The Horrors’ hyperbolic introduction to the grand stage of popular culture came as quite a surprise for many new music proponents. For those of us who live outside of Shoreditch’s trendy microcosm, the image of five grown men enduring ridiculously tight funeral attire whilst sporting equally inane haircuts adorning the front cover of the NME appeared rather tripe. At this time, the band had not even stepped foot into the studio to record their eponymous debut and allegations of style over substance were being peddled around as the band wagon rolled out of town, but we all knew of their presence through the intentions  and influence of the mass media.

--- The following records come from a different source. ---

//! Input validation and sanitization utilities.

use super::SecurityError;
use crate::config::SecurityConfig;
use serde_json::Value;

/// Validates a JSON message for security concerns using the provided config
pub fn validate_json_message(message: &[u8], config: &SecurityConfig) -> Result<(), SecurityError> {
    // Check message size
    if message.len() > config.max_message_size {
        return Err(SecurityError::MessageTooLarge(message.len()));
    }

    // Parse JSON
    let json: Value = serde_json::from_slice(message)
        .map_err(|e| SecurityError::InvalidMessageFormat(e.to_string()))?;

    // Validate JSON structure
    validate_json_value(&json, 0, config)?;

    // Additional security checks
    check_for_malicious_patterns(&json)?;

    Ok(())
}

/// Legacy function for backward compatibility (uses default config)
pub fn validate_json_message_default(message: &[u8]) -> Result<(), SecurityError> {
    let default_config = SecurityConfig::default();
    validate_json_message(message, &default_config)
}

/// Recursively validates a JSON value
fn validate_json_value(value: &Value, depth: usize, config: &SecurityConfig) -> Result<(), SecurityError> {
    if depth > config.max_json_depth {
        return Err(SecurityError::InvalidMessageFormat(
            "JSON nesting too deep".to_string()
        ));
    }

    match value {
        Value::String(s) => {
            if s.len() > config.max_string_length {
                return Err(SecurityError::InvalidMessageFormat(
                    format!("String too long: {} characters", s.len())
                ));
            }
            validate_string_content(s)?;
        }
        Value::Array(arr) => {
            if arr.len() > config.max_collection_size {
                return Err(SecurityError::InvalidMessageFormat(
                    format!("Array too large: {} elements", arr.len())
                ));
            }
            for item in arr {
                validate_json_value(item, depth + 1, config)?;
            }
        }
        Value::Object(obj) => {
            if obj.len() > config.max_collection_size {
                return Err(SecurityError::InvalidMessageFormat(
                    format!("Object too large: {} keys", obj.len())
                ));
            }
            for (key, val) in obj {
                if key.len() > config.max_string_length {
                    return Err(SecurityError::InvalidMessageFormat(
                        format!("Object key too long: {} characters", key.len())
                    ));
                }
                validate_string_content(key)?;
                validate_json_value(val, depth + 1, config)?;
            }
        }
        Value::Number(n) => {
            // Check for extremely large numbers that could cause issues
            if let Some(f) = n.as_f64() {
                if !f.is_finite() {
                    return Err(SecurityError::InvalidMessageFormat(
                        "Invalid number: not finite".to_string()
                    ));
                }
            }
        }
        Value::Bool(_) | Value::Null => {
            // These are always safe
        }
    }

    Ok(())
}

/// Validates string content for malicious patterns
fn validate_string_content(s: &str) -> Result<(), SecurityError> {
    // Check for null bytes
    if s.contains('\0') {
        return Err(SecurityError::MaliciousContent);
    }

    // Check for excessive control characters
    let control_char_count = s.chars().filter(|c| c.is_control() && *c != '\n' && *c != '\r' && *c != '\t').count();
    if control_char_count > 5 {
        return Err(SecurityError::MaliciousContent);
    }

    // Check for potential script injection patterns
    let lower = s.to_lowercase();
    let dangerous_patterns = [
        "<script", "javascript:", "data:text/html", "vbscript:",
        "onload=", "onerror=", "onclick=", "eval(", "setTimeout(",
        "setInterval(", "document.cookie", "window.location"
    ];

    for pattern in &dangerous_patterns {
        if lower.contains(pattern) {
            return Err(SecurityError::MaliciousContent);
        }
    }

    Ok(())
}

/// Checks for malicious patterns in the entire JSON structure
fn check_for_malicious_patterns(json: &Value) -> Result<(), SecurityError> {
    let json_str = json.to_string();
    
    // Check for excessively long JSON representation
    if json_str.len() > 1024 * 1024 { // 1MB
        return Err(SecurityError::InvalidMessageFormat(
            "JSON representation too large".to_string()
        ));
    }

    // Check for potential ReDoS patterns
    if contains_redos_pattern(&json_str) {
        return Err(SecurityError::MaliciousContent);
    }

    Ok(())
}

/// Checks for potential Regular Expression Denial of Service patterns
fn contains_redos_pattern(s: &str) -> bool {
    // Look for patterns that could cause catastrophic backtracking
    let redos_indicators = [
        // Nested quantifiers
        r"(\+\+|\*\*|\+\*|\*\+)",
        // Alternation with overlapping
        r"\([^)]*\|[^)]*\)\+",
    ];
    
    // Check for excessive repetition separately
    let excessive_repetition = ".".repeat(1000);
    if s.contains(&excessive_repetition) {
        return true;
    }

    for pattern in &redos_indicators {
        if s.contains(pattern) {
            return true;
        }
    }

    false
}

/// Sanitizes a string by removing or escaping dangerous characters
pub fn sanitize_string(input: &str, config: &SecurityConfig) -> String {
    input
        .chars()
        .filter(|c| !c.is_control() || *c == '\n' || *c == '\r' || *c == '\t')
        .take(config.max_string_length)
        .collect()
}

/// Legacy sanitize function using default config
pub fn sanitize_string_default(input: &str) -> String {
    let default_config = SecurityConfig::default();
    sanitize_string(input, &default_config)
}

/// Validates a namespace string for plugin events
pub fn validate_namespace(namespace: &str) -> Result<(), SecurityError> {
    if namespace.is_empty() || namespace.len() > 64 {
        return Err(SecurityError::InvalidMessageFormat(
            "Invalid namespace length".to_string()
        ));
    }

    // Only allow alphanumeric characters and underscores
    if !namespace.chars().all(|c| c.is_alphanumeric() || c == '_') {
        return Err(SecurityError::InvalidMessageFormat(
            "Invalid namespace characters".to_string()
        ));
    }

    Ok(())
}

/// Validates an event name string
pub fn validate_event_name(event_name: &str) -> Result<(), SecurityError> {
    if event_name.is_empty() || event_name.len() > 64 {
        return Err(SecurityError::InvalidMessageFormat(
            "Invalid event name length".to_string()
        ));
    }

    // Only allow alphanumeric characters, underscores, and hyphens
    if !event_name.chars().all(|c| c.is_alphanumeric() || c == '_' || c == '-') {
        return Err(SecurityError::InvalidMessageFormat(
            "Invalid event name characters".to_string()
        ));
    }

    Ok(())
}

Their untried and tested immediacy upon the scene was a tell of our consumerist integrity of 2007 as the androgynous offspring of The Munsters stood before us, prepackaged with all the hype and interchangeable Lego men hair to boot. ‘Buy now, pay later’ was the manifesto, and we sure did: The Horrors’ commercial sell appeared frangible in the aural light of day, and for those of us who bought into it all, we are left forcing a foppish Screaming Lord Sutch tribute act into our record collection in the form of their debut album ‘Strange House’.

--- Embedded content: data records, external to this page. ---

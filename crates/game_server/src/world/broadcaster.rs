//! Outbound replication: the only path gameplay systems use to reach clients.
//!
//! `BroadcastManager` is the low-level, un-batched fanout primitive (all /
//! by-socket / by-player), kept for one-off lifecycle events. Gameplay code
//! never calls it directly — it goes through `OptimizedBroadcaster`, which
//! owns AOI + throttling + per-subscriber batching and is the sole outbound
//! API.

use super::aoi::AOIManager;
use super::batch::BatchUpdater;
use super::entities::{EntityRegistry, MotionState, Quaternion, WorldPosition};
use super::throttle::{Priority, UpdateThrottler};
use super::wire::{encode_binary_frame, encode_text_packet};
use crate::connection::{ConnectionId, ConnectionManager};
use dashmap::DashMap;
use horizon_event_system::PlayerId;
use serde::Serialize;
use std::sync::Arc;

/// Low-level fanout over the connection layer. Holds no game state.
#[derive(Clone)]
pub struct BroadcastManager {
    connections: Arc<ConnectionManager>,
}

impl BroadcastManager {
    pub fn new(connections: Arc<ConnectionManager>) -> Self {
        Self { connections }
    }

    pub async fn send_to_socket(&self, socket_id: ConnectionId, bytes: Vec<u8>) {
        self.connections.send_to_connection(socket_id, bytes).await;
    }

    pub async fn send_to_player(&self, player_id: PlayerId, bytes: Vec<u8>) -> bool {
        match self.connections.get_connection_id_by_player(player_id).await {
            Some(conn_id) => {
                self.connections.send_to_connection(conn_id, bytes).await;
                true
            }
            None => false,
        }
    }

    pub async fn broadcast_to_all(&self, bytes: Vec<u8>) -> usize {
        self.connections.broadcast_to_all(bytes).await
    }
}

/// A pending change to one entity's replicated fields, queued for the next flush.
#[derive(Debug, Clone, Default)]
pub struct EntityUpdate {
    pub position: Option<WorldPosition>,
    pub rotation: Option<Quaternion>,
    pub velocity: Option<(f64, f64)>,
    pub health: Option<(u16, u16)>,
    pub state: Option<MotionState>,
    pub priority: Priority,
    /// Bypasses the throttler regardless of distance/priority.
    pub force: bool,
}

/// Orchestrates AOI + throttling + per-subscriber batching for the tick loop.
pub struct OptimizedBroadcaster {
    aoi: Arc<AOIManager>,
    throttler: Arc<UpdateThrottler>,
    entities: Arc<EntityRegistry>,
    broadcast: BroadcastManager,
    batches: DashMap<ConnectionId, BatchUpdater>,
}

impl OptimizedBroadcaster {
    pub fn new(
        aoi: Arc<AOIManager>,
        throttler: Arc<UpdateThrottler>,
        entities: Arc<EntityRegistry>,
        broadcast: BroadcastManager,
    ) -> Arc<Self> {
        Arc::new(Self { aoi, throttler, entities, broadcast, batches: DashMap::new() })
    }

    /// Queues a replicated change to `entity_id` for every subscriber admitted
    /// by the throttler (or all subscribers, if `force` or `CRITICAL`).
    pub async fn queue_entity_update(&self, entity_id: &str, update: EntityUpdate) {
        let Some(entity) = self.entities.get_entity(entity_id) else { return };
        let subscribers = self.aoi.subscribers_for_entity(entity_id).await;

        for socket_id in subscribers {
            let admitted = update.force
                || update.priority == Priority::Critical
                || {
                    let dist_sq = self
                        .entities
                        .position_for_socket(socket_id)
                        .map(|p| p.distance_sq(entity.position))
                        .unwrap_or(0.0);
                    self.throttler.should_update(entity_id, socket_id, dist_sq, update.priority)
                };
            if !admitted {
                continue;
            }

            let mut batch = self.batches.entry(socket_id).or_default();
            if let Some(p) = update.position {
                batch.queue_position_update(entity_id, p);
            }
            if let Some(q) = update.rotation {
                batch.queue_rotation_update(entity_id, q);
            }
            if let Some((vx, vz)) = update.velocity {
                batch.queue_velocity_update(entity_id, vx, vz);
            }
            if let Some((current, max)) = update.health {
                batch.queue_health_update(entity_id, current, max);
            }
            if let Some(state) = update.state {
                batch.queue_state_update(entity_id, state);
            }
        }
    }

    /// Sets the throttler's tick and emits one `compressedUpdate` frame per
    /// subscriber with a non-empty batch. Returns the number of frames sent.
    pub async fn flush(&self, current_tick: u64) -> usize {
        self.throttler.set_tick(current_tick);

        let socket_ids: Vec<ConnectionId> = self.batches.iter().map(|e| *e.key()).collect();
        let mut sent = 0;
        for socket_id in socket_ids {
            let bytes = match self.batches.get_mut(&socket_id) {
                Some(mut batch) => batch.flush(),
                None => continue,
            };
            if let Some(bytes) = bytes {
                self.broadcast.send_to_socket(socket_id, encode_binary_frame(bytes)).await;
                sent += 1;
            }
        }
        sent
    }

    /// Un-batched fanout to every subscriber of an entity's cell, for one-off
    /// events (chat, spawn, removal) that should not wait for the next flush.
    pub async fn broadcast_to_entity_subscribers<T: Serialize>(&self, entity_id: &str, packet_name: &str, payload: &T) {
        let subscribers = self.aoi.subscribers_for_entity(entity_id).await;
        let bytes = encode_text_packet(packet_name, payload);
        for socket_id in subscribers {
            self.broadcast.send_to_socket(socket_id, bytes.clone()).await;
        }
    }

    pub async fn send_to_player<T: Serialize>(&self, player_id: PlayerId, packet_name: &str, payload: &T) -> bool {
        self.broadcast.send_to_player(player_id, encode_text_packet(packet_name, payload)).await
    }

    pub async fn broadcast_to_all<T: Serialize>(&self, packet_name: &str, payload: &T) -> usize {
        self.broadcast.broadcast_to_all(encode_text_packet(packet_name, payload)).await
    }

    pub async fn remove_subscriber(&self, socket_id: ConnectionId) {
        self.aoi.remove_player(socket_id).await;
        self.throttler.remove_player(socket_id);
        self.batches.remove(&socket_id);
    }

    pub async fn remove_entity(&self, entity_id: &str) {
        self.aoi.remove_entity(entity_id).await;
        self.throttler.remove_entity(entity_id);
    }
}

#[cfg(test)]
mod tests {
    use super::*;
    use crate::world::batch::decode_batch_frame;
    use crate::world::entities::{Entity, EntityKind};
    use crate::world::throttle::default_tiers;
    use crate::world::wire::{decode_frame, FrameKind};

    async fn setup(entity_pos: WorldPosition) -> (Arc<ConnectionManager>, ConnectionId, Arc<EntityRegistry>, Arc<OptimizedBroadcaster>) {
        let connections = Arc::new(ConnectionManager::new());
        let socket_id = connections.add_connection("127.0.0.1:9000".parse().unwrap()).await;

        let aoi = AOIManager::new(50.0, 1);
        aoi.update_player_subscriptions(socket_id, 0.0, 0.0).await;
        aoi.update_entity_position("e1", entity_pos.x, entity_pos.z).await;

        let entities = EntityRegistry::new();
        entities.insert_entity(Entity::new("e1", EntityKind::Item, entity_pos));

        let throttler = UpdateThrottler::new(default_tiers());
        let broadcaster = OptimizedBroadcaster::new(aoi, throttler, entities.clone(), BroadcastManager::new(connections.clone()));
        (connections, socket_id, entities, broadcaster)
    }

    #[tokio::test]
    async fn queued_update_flushes_as_binary_frame_to_subscriber() {
        let (connections, socket_id, _entities, broadcaster) = setup(WorldPosition::new(0.0, 0.0, 0.0)).await;
        let mut rx = connections.subscribe();

        broadcaster
            .queue_entity_update("e1", EntityUpdate { position: Some(WorldPosition::new(1.0, 0.0, 0.0)), ..Default::default() })
            .await;
        let sent = broadcaster.flush(0).await;
        assert_eq!(sent, 1);

        let (conn_id, bytes) = rx.try_recv().unwrap();
        assert_eq!(conn_id, socket_id);
        let (kind, payload) = decode_frame(&bytes).unwrap();
        assert_eq!(kind, FrameKind::Binary);
        let decoded = decode_batch_frame(payload).unwrap();
        assert_eq!(decoded.len(), 1);
    }

    #[tokio::test]
    async fn non_subscriber_never_receives_update() {
        let (_, _, _entities, broadcaster) = setup(WorldPosition::new(0.0, 0.0, 0.0)).await;
        broadcaster
            .queue_entity_update("ghost", EntityUpdate { position: Some(WorldPosition::new(1.0, 0.0, 0.0)), ..Default::default() })
            .await;
        assert_eq!(broadcaster.flush(0).await, 0);
    }

    #[tokio::test]
    async fn throttle_blocks_until_tier_interval_elapses() {
        // Entity distance_sq(1600) from the subscriber lands in the 2-tick tier.
        let (connections, _socket_id, _entities, broadcaster) = setup(WorldPosition::new(40.0, 0.0, 0.0)).await;
        let mut rx = connections.subscribe();

        broadcaster
            .queue_entity_update("e1", EntityUpdate { position: Some(WorldPosition::new(40.0, 0.0, 0.0)), ..Default::default() })
            .await;
        assert_eq!(broadcaster.flush(0).await, 1);
        rx.try_recv().unwrap();

        broadcaster
            .queue_entity_update("e1", EntityUpdate { position: Some(WorldPosition::new(40.0, 0.0, 0.0)), ..Default::default() })
            .await;
        assert_eq!(broadcaster.flush(1).await, 0);
    }

    #[tokio::test]
    async fn force_bypasses_throttle() {
        let (connections, _socket_id, _entities, broadcaster) = setup(WorldPosition::new(0.0, 0.0, 0.0)).await;
        let mut rx = connections.subscribe();

        broadcaster
            .queue_entity_update("e1", EntityUpdate { position: Some(WorldPosition::new(0.0, 0.0, 0.0)), ..Default::default() })
            .await;
        broadcaster.flush(0).await;
        rx.try_recv().unwrap();

        broadcaster
            .queue_entity_update("e1", EntityUpdate { position: Some(WorldPosition::new(0.1, 0.0, 0.0)), force: true, ..Default::default() })
            .await;
        assert_eq!(broadcaster.flush(1).await, 1);
    }

    #[tokio::test]
    async fn broadcast_to_all_reaches_every_connection() {
        let (connections, _socket_id, _entities, broadcaster) = setup(WorldPosition::new(0.0, 0.0, 0.0)).await;
        let mut rx = connections.subscribe();
        let sent = broadcaster.broadcast_to_all("ping", &serde_json::json!({})).await;
        assert_eq!(sent, 1);
        rx.try_recv().unwrap();
    }
}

2009 arrives and we find ourselves crippled by our liberal spending attitudes of yesteryear and pinching the pennies towards what is propagated in materialistic industries as a result, and The Horrors’ ‘Primary Colours’ is already being forced down our throats as the must have album of the year, so much so that you can almost feel the rhetoric burning holes is our pockets.


‘Primary Colours’, however, is worth all the media embroidery that stitches the fabric of The Horrors’ tailored poise together; and now, pragmatically speaking, they sound the part, too. Gone are the days of ‘Strange House’ and its obstreperous garage-shock-rock pantomime performed by puppets; ‘Primary Colours’ is more a meticulous and sagacious impression of verve and production.


For the band’s influences in this album bathe in the credence of the shoegazing and psychedelic progressives of yore. Opener, “Mirror’s Image”, sets the pace with an undulating wave of spluttering electronic kicks akin to Kraftwerk circa ‘Radioactivity’ before a wall of My Bloody Valentine guitar echos along to Faris Badwan’s gothic howl of “walk on into the night”.


Swamped in the iniquity and the scuzzy pastiche of American garage-rock, ‘Strange House’ lacked direction in its detail and finality; ‘Primary Colours’ shows in progression and conscience. “Sea Within A Sea”, the debut single from the album, proved an audacious eight-minute odyssey of layered orchestration that one might think would become laborious and dry with time, instead flourishes with brooding Eno-electronica.


“Three Decades” and the album’s title track drive with sweeping pop credibility behind a swirling haze of guitars and anthemic keys, and the shoegazing romanticism of the Echo And The Bunnymen-esque “Do You Remember” are all key notes to how far The Horrors’ have ascended in warranting such verbose statements of grandeur.


As a body of work, ‘Primary Colours’ far surpasses any preconceived expectations you could possibly have of a band after faltering out of the blocks with their debut, and you are often left wondering if it is the same Horrors you initially sold into. Much will be argued with regards to Geoff Barrow (Protishead), Craig Silvey and Chris Cunningam’s influence upon such the surprisingly expansive sound that orchestrates this album’s emotionally morose warblings, but what we are faced with here is a soundscape of customer satisfaction.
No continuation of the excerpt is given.